So I decided to create at least some of Dylan's nursery art.

I googled "How to paint acrylic on canvas" and looked for diy acrylic art on Pinterest and eventually came across this post:

Grr...why is it that I don't pin the sites I actually use?  I can't find the original and it doesn't make sense to show a different one.  Moving on...

I would say this is pretty easy on the scale of DIY, so you could attempt your own even if you are not artistic in the slightest!  The hardest part for me was the stripes, and then spray painting. Well...and being a perfectionist. That makes everything harder.

To briefly summarize the process, you paint the canvas however you like, then stick vinyl letters on.  Spray paint the entire thing.  Then peel the letters off to reveal what is underneath.  If you want the letters to be white, you can do the opposite.

Here's what I did.

Step 1: Buy materials

Canvas - I got an 18 x 24 gallery wrap. It's quite big, but I needed "dinosaur" to fit.
Acrylic paint - I used the primary nursery colors of gray, aqua, orange and lime and added red, green and yellow, to make it a little different.
Brushes
A Palette, and
Vinyl Letters - I got 3 inch Helvetica and 4 inch Nueva (I think 2 inch would have been better).



I got everything at Michaels.

Step 2: Plan

I cut out all of my letters (and found I was short 1 O, 1 N, and 1 U) and then played around with different arrangements on the canvas.  This took days before I was happy! (I used zeros to substitute for 2 of the O's and pieced together an N and U from other pieces which was a little difficult, but worked.)



I also had to decide what color I wanted each of the words to be.  I put some splotches of pain on some cardboard and laid it next to the canvas, but mostly I just visualized it.

Step 3: Paint

I made pencil marks around the edges of the words so I knew where to paint to.

Then I painted.  This was the easy part!  Until I got to the stripes at the top.  That was a bitch.  Half way through I hated it and so I quit working on it for like two weeks.  Eventually I got my motivation back and was happy with the end product.



Notes about painting: Based on my googling, I thought that acrylic would cover different colors of acrylic easily.  It doesn't.  And it didn't depend on the color.  The red would not cover the light green, but other colors covered the red pretty easily.  I ended up having to slather on paint to make corrections so the top is textured which I don't really mind. I also used a dry brush and washed after each color because I was scared of the wet brush, but I think it would work damp just fine.

Step 4: Stick letters on

I just eye-balled the letter placement, but it would be better to use a ruler.  The most important thing is that the letters are close enough together to look like normal text.


I thought it looked pretty cool like this, but I don't want black in his room...

Step 5: Spray Paint

I don't believe I have ever spray painted in my life, despite watching it done millions of times on HGTV, so this wasn't as easy as I wanted it to be.
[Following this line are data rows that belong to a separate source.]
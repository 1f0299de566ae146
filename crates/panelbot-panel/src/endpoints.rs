//! Logical operations and per-dialect endpoint candidate chains.
//!
//! Several operations have no single guaranteed endpoint across panel
//! deployments. Each (operation, dialect) pair carries an ordered list of
//! candidates; the client tries them in order and remembers the winner.

use panelbot_types::PanelDialectKind;

/// Logical operations the client can perform against a panel.
#[derive(Debug, Clone, Copy, PartialEq, Eq, Hash)]
pub enum Operation {
    Status,
    Refill,
    Cancel,
    SpeedUp,
    Balance,
    /// Bulk order listing (provider discovery).
    Orders,
    /// Mass provider-data lookup (provider discovery, action dialect only).
    ProviderData,
}

impl Operation {
    pub fn as_str(&self) -> &'static str {
        match self {
            Operation::Status => "status",
            Operation::Refill => "refill",
            Operation::Cancel => "cancel",
            Operation::SpeedUp => "speedup",
            Operation::Balance => "balance",
            Operation::Orders => "orders",
            Operation::ProviderData => "provider_data",
        }
    }
}

impl std::fmt::Display for Operation {
    fn fmt(&self, f: &mut std::fmt::Formatter<'_>) -> std::fmt::Result {
        f.write_str(self.as_str())
    }
}

/// One endpoint guess: HTTP method, path (REST paths may contain `{id}`),
/// and the `action` parameter for the action dialect.
#[derive(Debug, Clone, Copy, PartialEq, Eq)]
pub struct Candidate {
    pub method: &'static str,
    pub path: &'static str,
    pub action: Option<&'static str>,
}

impl Candidate {
    const fn act(path: &'static str, action: &'static str) -> Self {
        Self {
            method: "POST",
            path,
            action: Some(action),
        }
    }

    const fn rest(method: &'static str, path: &'static str) -> Self {
        Self {
            method,
            path,
            action: None,
        }
    }

    /// Stable key used to persist a detected endpoint per panel.
    pub fn key(&self) -> String {
        match self.action {
            Some(action) => format!("{} {}?action={}", self.method, self.path, action),
            None => format!("{} {}", self.method, self.path),
        }
    }
}

// Admin API paths go first: they expose provider fields the public API
// hides, and resolution falls back to the public path when absent.
const ACTION_STATUS: &[Candidate] = &[
    Candidate::act("/adminapi/v2", "status"),
    Candidate::act("/api/v2", "status"),
    Candidate::act("/api/v2", "orderstatus"),
];
const ACTION_REFILL: &[Candidate] = &[
    Candidate::act("/adminapi/v2", "refill"),
    Candidate::act("/api/v2", "refill"),
    Candidate::act("/api/v2", "refill_order"),
];
const ACTION_CANCEL: &[Candidate] = &[
    Candidate::act("/adminapi/v2", "cancel"),
    Candidate::act("/api/v2", "cancel"),
    Candidate::act("/api/v2", "cancel_order"),
];
const ACTION_SPEEDUP: &[Candidate] = &[
    Candidate::act("/adminapi/v2", "speedup"),
    Candidate::act("/api/v2", "speedup"),
    Candidate::act("/api/v2", "speed_up"),
];
const ACTION_BALANCE: &[Candidate] = &[
    Candidate::act("/api/v2", "balance"),
    Candidate::act("/adminapi/v2", "balance"),
];
const ACTION_ORDERS: &[Candidate] = &[
    Candidate::act("/adminapi/v2", "orders"),
    Candidate::act("/api/v2", "orders"),
];
const ACTION_PROVIDER_DATA: &[Candidate] = &[
    Candidate::act("/adminapi/v2", "providers_data"),
    Candidate::act("/adminapi/v2", "getProvidersData"),
];

const REST_STATUS: &[Candidate] = &[
    Candidate::rest("GET", "/v2/orders/{id}"),
    Candidate::rest("GET", "/v1/orders/{id}"),
];
const REST_REFILL: &[Candidate] = &[
    Candidate::rest("POST", "/v2/orders/{id}/refill"),
    Candidate::rest("POST", "/v1/orders/{id}/refill"),
];
const REST_CANCEL: &[Candidate] = &[
    Candidate::rest("POST", "/v2/orders/{id}/cancel"),
    Candidate::rest("POST", "/v1/orders/{id}/cancel"),
];
const REST_SPEEDUP: &[Candidate] = &[Candidate::rest("POST", "/v2/orders/{id}/speedup")];
const REST_BALANCE: &[Candidate] = &[
    Candidate::rest("GET", "/v2/balance"),
    Candidate::rest("GET", "/v1/balance"),
];
const REST_ORDERS: &[Candidate] = &[Candidate::rest("GET", "/v2/orders")];

/// Ordered candidates for an operation under a dialect.
pub fn candidates(op: Operation, dialect: PanelDialectKind) -> &'static [Candidate] {
    match dialect {
        PanelDialectKind::Action => match op {
            Operation::Status => ACTION_STATUS,
            Operation::Refill => ACTION_REFILL,
            Operation::Cancel => ACTION_CANCEL,
            Operation::SpeedUp => ACTION_SPEEDUP,
            Operation::Balance => ACTION_BALANCE,
            Operation::Orders => ACTION_ORDERS,
            Operation::ProviderData => ACTION_PROVIDER_DATA,
        },
        PanelDialectKind::Rest => match op {
            Operation::Status => REST_STATUS,
            Operation::Refill => REST_REFILL,
            Operation::Cancel => REST_CANCEL,
            Operation::SpeedUp => REST_SPEEDUP,
            Operation::Balance => REST_BALANCE,
            Operation::Orders => REST_ORDERS,
            Operation::ProviderData => &[],
        },
    }
}
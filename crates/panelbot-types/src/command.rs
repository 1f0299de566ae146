//! Command kinds and the per-attempt audit record.

use chrono::{DateTime, Utc};
use serde::{Deserialize, Serialize};
use thiserror::Error;
use uuid::Uuid;

/// The four order commands recognized by the parser.
#[derive(Debug, Clone, Copy, PartialEq, Eq, Hash, Serialize, Deserialize)]
#[serde(rename_all = "snake_case")]
pub enum CommandKind {
    Refill,
    Cancel,
    SpeedUp,
    Status,
}

impl CommandKind {
    /// Whether this command mutates the order on the upstream panel.
    /// Status is read-only: it never creates a command record or cooldown.
    pub fn is_mutating(&self) -> bool {
        !matches!(self, CommandKind::Status)
    }

    /// Lowercase label used in store keys and log fields.
    pub fn as_str(&self) -> &'static str {
        match self {
            CommandKind::Refill => "refill",
            CommandKind::Cancel => "cancel",
            CommandKind::SpeedUp => "speedup",
            CommandKind::Status => "status",
        }
    }
}

impl std::fmt::Display for CommandKind {
    fn fmt(&self, f: &mut std::fmt::Formatter<'_>) -> std::fmt::Result {
        f.write_str(self.as_str())
    }
}

/// Lifecycle of a command record: `Processing` then exactly one terminal
/// transition.
#[derive(Debug, Clone, Copy, PartialEq, Eq, Serialize, Deserialize)]
#[serde(rename_all = "snake_case")]
pub enum CommandStatus {
    Processing,
    Success,
    Failed,
}

impl CommandStatus {
    pub fn is_terminal(&self) -> bool {
        !matches!(self, CommandStatus::Processing)
    }
}

/// Attempting to finalize a record that is already terminal.
#[derive(Debug, Error, PartialEq, Eq)]
#[error("command record {id} is already terminal ({status:?})")]
pub struct AlreadyTerminal {
    pub id: Uuid,
    pub status: CommandStatus,
}

/// One row per attempted mutating action. The audit trail and the basis
/// for cooldown computation.
#[derive(Debug, Clone, Serialize, Deserialize)]
pub struct CommandRecord {
    pub id: Uuid,
    pub order_external_id: String,
    pub kind: CommandKind,
    pub status: CommandStatus,
    /// Sender identifier that requested the command.
    pub requested_by: String,
    /// Raw upstream response payload, attached on finalization.
    pub response: Option<serde_json::Value>,
    /// Error text, attached on failure.
    pub error: Option<String>,
    pub created_at: DateTime<Utc>,
    pub finished_at: Option<DateTime<Utc>>,
}

impl CommandRecord {
    /// Open a new record in `Processing` state.
    pub fn open(
        order_external_id: impl Into<String>,
        kind: CommandKind,
        requested_by: impl Into<String>,
    ) -> Self {
        Self {
            id: Uuid::new_v4(),
            order_external_id: order_external_id.into(),
            kind,
            status: CommandStatus::Processing,
            requested_by: requested_by.into(),
            response: None,
            error: None,
            created_at: Utc::now(),
            finished_at: None,
        }
    }

    /// Finalize as success with the raw upstream response attached.
    ///
    /// A record's terminal status is write-once; finalizing twice is an
    /// error, never a silent overwrite.
    pub fn succeed(&mut self, response: serde_json::Value) -> Result<(), AlreadyTerminal> {
        self.finalize(CommandStatus::Success, Some(response), None)
    }

    /// Finalize as failed with the error text attached.
    pub fn fail(&mut self, error: impl Into<String>) -> Result<(), AlreadyTerminal> {
        self.finalize(CommandStatus::Failed, None, Some(error.into()))
    }

    fn finalize(
        &mut self,
        status: CommandStatus,
        response: Option<serde_json::Value>,
        error: Option<String>,
    ) -> Result<(), AlreadyTerminal> {
        if self.status.is_terminal() {
            return Err(AlreadyTerminal {
                id: self.id,
                status: self.status,
            });
        }
        self.status = status;
        self.response = response;
        self.error = error;
        self.finished_at = Some(Utc::now());
        Ok(())
    }
}

#[cfg(test)]
mod tests {
    use super::*;
    use serde_json::json;

    #[test]
    fn record_opens_processing() {
        let rec = CommandRecord::open("12345", CommandKind::Refill, "628111");
        assert_eq!(rec.status, CommandStatus::Processing);
        assert!(rec.finished_at.is_none());
    }

    #[test]
    fn terminal_status_is_write_once() {
        let mut rec = CommandRecord::open("12345", CommandKind::Cancel, "628111");
        rec.succeed(json!({"status": "ok"})).unwrap();
        assert_eq!(rec.status, CommandStatus::Success);
        assert!(rec.finished_at.is_some());

        let err = rec.fail("late failure").unwrap_err();
        assert_eq!(err.status, CommandStatus::Success);
        // The record is untouched by the rejected transition.
        assert_eq!(rec.status, CommandStatus::Success);
        assert!(rec.error.is_none());
    }

    #[test]
    fn failed_record_keeps_error_text() {
        let mut rec = CommandRecord::open("12345", CommandKind::SpeedUp, "628111");
        rec.fail("panel unreachable").unwrap();
        assert_eq!(rec.status, CommandStatus::Failed);
        assert_eq!(rec.error.as_deref(), Some("panel unreachable"));
        assert!(rec.succeed(json!({})).is_err());
    }

    #[test]
    fn status_command_is_read_only() {
        assert!(!CommandKind::Status.is_mutating());
        assert!(CommandKind::Refill.is_mutating());
        assert!(CommandKind::Cancel.is_mutating());
        assert!(CommandKind::SpeedUp.is_mutating());
    }
}
//! Aggregated multi-order report formatting.

use panelbot_types::{CommandKind, OrderOutcome};

/// Success lines shown before abbreviating.
pub const MAX_SUCCESS_LINES: usize = 20;
/// Failure lines shown before abbreviating.
pub const MAX_FAILURE_LINES: usize = 10;

/// Render outcomes as one chat reply.
///
/// A single order renders as its message alone; bulk runs get a header,
/// capped success/failure sections, and a summary line.
pub fn format_report(kind: CommandKind, outcomes: &[OrderOutcome]) -> String {
    if outcomes.len() == 1 {
        return outcomes[0].message.clone();
    }

    let successes: Vec<&OrderOutcome> = outcomes.iter().filter(|o| o.success).collect();
    let failures: Vec<&OrderOutcome> = outcomes.iter().filter(|o| !o.success).collect();

    let mut out = String::new();
    out.push_str(&format!(
        "{} report — {} orders\n",
        capitalize(kind.as_str()),
        outcomes.len()
    ));

    for outcome in successes.iter().take(MAX_SUCCESS_LINES) {
        out.push_str(&format!("{}\n", outcome.message));
    }
    if successes.len() > MAX_SUCCESS_LINES {
        out.push_str(&format!(
            "... and {} more succeeded\n",
            successes.len() - MAX_SUCCESS_LINES
        ));
    }

    for outcome in failures.iter().take(MAX_FAILURE_LINES) {
        out.push_str(&format!("❌ {}: {}\n", outcome.order_id, outcome.message));
    }
    if failures.len() > MAX_FAILURE_LINES {
        out.push_str(&format!(
            "... and {} more failed\n",
            failures.len() - MAX_FAILURE_LINES
        ));
    }

    out.push_str(&format!(
        "Total: {} · Success: {} · Failed: {}",
        outcomes.len(),
        successes.len(),
        failures.len()
    ));
    out
}

fn capitalize(s: &str) -> String {
    let mut chars = s.chars();
    match chars.next() {
        Some(first) => first.to_uppercase().collect::<String>() + chars.as_str(),
        None => String::new(),
    }
}
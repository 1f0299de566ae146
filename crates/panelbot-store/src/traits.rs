//! CRUD traits the pipeline depends on.

use chrono::{DateTime, Utc};
use thiserror::Error;
use uuid::Uuid;

use panelbot_types::{
    CommandKind, CommandRecord, Cooldown, Order, SecurityPolicy, UserMapping,
};

/// Storage failure. The authorization chain treats any `Err` from an
/// ownership lookup as a Deny (fail closed); the engine maps it to a
/// generic internal-error outcome.
#[derive(Debug, Clone, Error)]
pub enum StoreError {
    #[error("store unavailable: {0}")]
    Unavailable(String),

    #[error("conflicting write: {0}")]
    Conflict(String),

    #[error("store corruption: {0}")]
    Corrupt(String),
}

/// Result of an atomic claim attempt.
#[derive(Debug, Clone, Copy, PartialEq, Eq)]
pub enum ClaimResult {
    /// The claim was written (or already held by the same sender).
    Claimed,
    /// A different sender already holds the claim; nothing was written.
    HeldByOther,
    /// No such order.
    NotFound,
}

/// Orders, keyed by panel-assigned external id.
pub trait OrderStore: Send + Sync {
    fn get_order(&self, external_id: &str) -> Result<Option<Order>, StoreError>;

    fn upsert_order(&self, order: Order) -> Result<(), StoreError>;

    /// Atomically claim an order for `sender`. First claim wins; a repeat
    /// claim by the same sender is an idempotent no-op.
    fn claim_order(
        &self,
        external_id: &str,
        sender: &str,
        verified: bool,
    ) -> Result<ClaimResult, StoreError>;
}

/// Command records (the audit trail).
pub trait CommandStore: Send + Sync {
    fn insert_command(&self, record: CommandRecord) -> Result<(), StoreError>;

    /// Replace a record with its finalized version. Rejects updates to a
    /// record that is already terminal in the store.
    fn update_command(&self, record: CommandRecord) -> Result<(), StoreError>;

    fn get_command(&self, id: Uuid) -> Result<Option<CommandRecord>, StoreError>;

    fn commands_for_order(
        &self,
        external_id: &str,
        kind: Option<CommandKind>,
    ) -> Result<Vec<CommandRecord>, StoreError>;
}

/// Cooldown locks.
pub trait CooldownStore: Send + Sync {
    /// The active (non-expired at `now`) cooldown for the pair, if any.
    fn active_cooldown(
        &self,
        external_id: &str,
        kind: CommandKind,
        now: DateTime<Utc>,
    ) -> Result<Option<Cooldown>, StoreError>;

    /// Write a cooldown, replacing any expired one for the same pair.
    fn put_cooldown(&self, cooldown: Cooldown) -> Result<(), StoreError>;
}

/// User mappings (sender identifiers → panel username).
pub trait MappingStore: Send + Sync {
    /// Resolve a mapping by any of its sender identifiers.
    fn find_mapping(&self, identifier: &str) -> Result<Option<UserMapping>, StoreError>;

    fn upsert_mapping(&self, mapping: UserMapping) -> Result<(), StoreError>;
}

/// Per-reseller security policies.
pub trait PolicyStore: Send + Sync {
    /// The policy for a reseller; created with defaults on first access.
    fn policy_for(&self, user_id: &str) -> Result<SecurityPolicy, StoreError>;

    fn put_policy(&self, user_id: &str, policy: SecurityPolicy) -> Result<(), StoreError>;
}
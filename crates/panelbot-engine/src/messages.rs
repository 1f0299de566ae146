//! User-facing reply texts for execution outcomes.
//!
//! The fixed, sanitized table: upstream error bodies and store failures
//! are logged elsewhere and never quoted here.

use panelbot_panel::ErrorKind;
use panelbot_types::{CommandKind, Order, OrderStatus};

pub fn refill_submitted(order_id: &str) -> String {
    format!("✅ Refill submitted for order {order_id}.")
}

pub fn cancel_submitted(order_id: &str) -> String {
    format!("✅ Cancel submitted for order {order_id}.")
}

pub fn speed_up_submitted(order_id: &str) -> String {
    format!("✅ Speed-up submitted for order {order_id}.")
}

pub fn submitted(kind: CommandKind, order_id: &str) -> String {
    match kind {
        CommandKind::Refill => refill_submitted(order_id),
        CommandKind::Cancel => cancel_submitted(order_id),
        CommandKind::SpeedUp => speed_up_submitted(order_id),
        CommandKind::Status => format!("Order {order_id} status refreshed."),
    }
}

pub fn forwarded(kind: CommandKind, order_id: &str) -> String {
    format!("📨 Your {kind} request for order {order_id} has been forwarded to an operator.")
}

pub fn status_line(order: &Order) -> String {
    let mut line = format!("Order {}: {}", order.external_id, order.status);
    if let Some(remains) = order.remains {
        line.push_str(&format!(" · remains {remains}"));
    }
    if let Some(start) = order.start_count {
        line.push_str(&format!(" · start count {start}"));
    }
    line
}

pub fn order_not_found(order_id: &str) -> String {
    format!("Order {order_id} was not found on any of your panels.")
}

pub fn wrong_status_for_refill(order_id: &str, status: &OrderStatus) -> String {
    format!("Order {order_id} can only be refilled once completed (current status: {status}).")
}

pub fn wrong_status_for_cancel(order_id: &str, status: &OrderStatus) -> String {
    format!("Order {order_id} can no longer be cancelled (current status: {status}).")
}

pub fn wrong_status_for_speed_up(order_id: &str, status: &OrderStatus) -> String {
    format!("Order {order_id} is not in a state that can be sped up (current status: {status}).")
}

pub fn no_guarantee(order_id: &str) -> String {
    format!("Order {order_id} is for a service without a refill guarantee.")
}

pub fn guarantee_expired(order_id: &str, window_days: i64) -> String {
    format!("The {window_days}-day refill window for order {order_id} has expired.")
}

pub fn command_disabled(kind: CommandKind) -> String {
    format!("The {kind} command is disabled by your administrator.")
}

pub fn registration_prompt() -> String {
    "You're not registered yet. Reply with your panel username to link this number.".to_string()
}

pub fn username_prompt(order_id: &str) -> String {
    format!("To verify ownership of order {order_id}, reply with the panel username that placed it.")
}

pub fn operator_unavailable() -> String {
    "No operator is available to take this request right now. Try again later.".to_string()
}

pub fn internal_error() -> String {
    panelbot_auth::messages::INTERNAL_ERROR.to_string()
}

/// Canned phrase for a classified upstream failure.
pub fn upstream_error(kind: ErrorKind, order_id: &str) -> String {
    match kind {
        ErrorKind::Unauthorized => {
            "The panel rejected our credentials. Staff have been notified.".to_string()
        }
        ErrorKind::RateLimited => "The panel is busy right now. Try again in a minute.".to_string(),
        ErrorKind::NotFound => format!("The panel has no record of order {order_id}."),
        ErrorKind::Connection => "The panel is unreachable right now. Try again later.".to_string(),
        ErrorKind::Api => "The panel could not process this request.".to_string(),
    }
}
I spray painted on the grass outside.  I probably scared the neighbors by cursing at the top of my lungs when my lovely dog decided to dig a rapid hole on the edge of where I was painting and send tiny bits of dirt flying onto wet paint.  I also got a few bugs.

The instructions tell you to stay 10-12 inches above the painting and this is important.  I got a couple of pools of paint, but it's not terribly noticeable.  

The hardest part is that the force of the spray caused the edges of the letters to fly up.  Then end result is kind of a shaded effect which actually looks kind of cool, but it's not what I intended.  Also, I ran out of paint so I had to do a 3rd coat after it had dried completely and all of the letters curled.  I pushed them back down as best I could, but was terrified to spray over them at that point.  I just did the parts that really needed it and was as careful as possible.

I didn't take a picture of this step.  Imagine "all white with textured letters underneath!" :)

Step 6: Peel letters

This was the fun part.  It was super easy to peel the letters off and this is the end result.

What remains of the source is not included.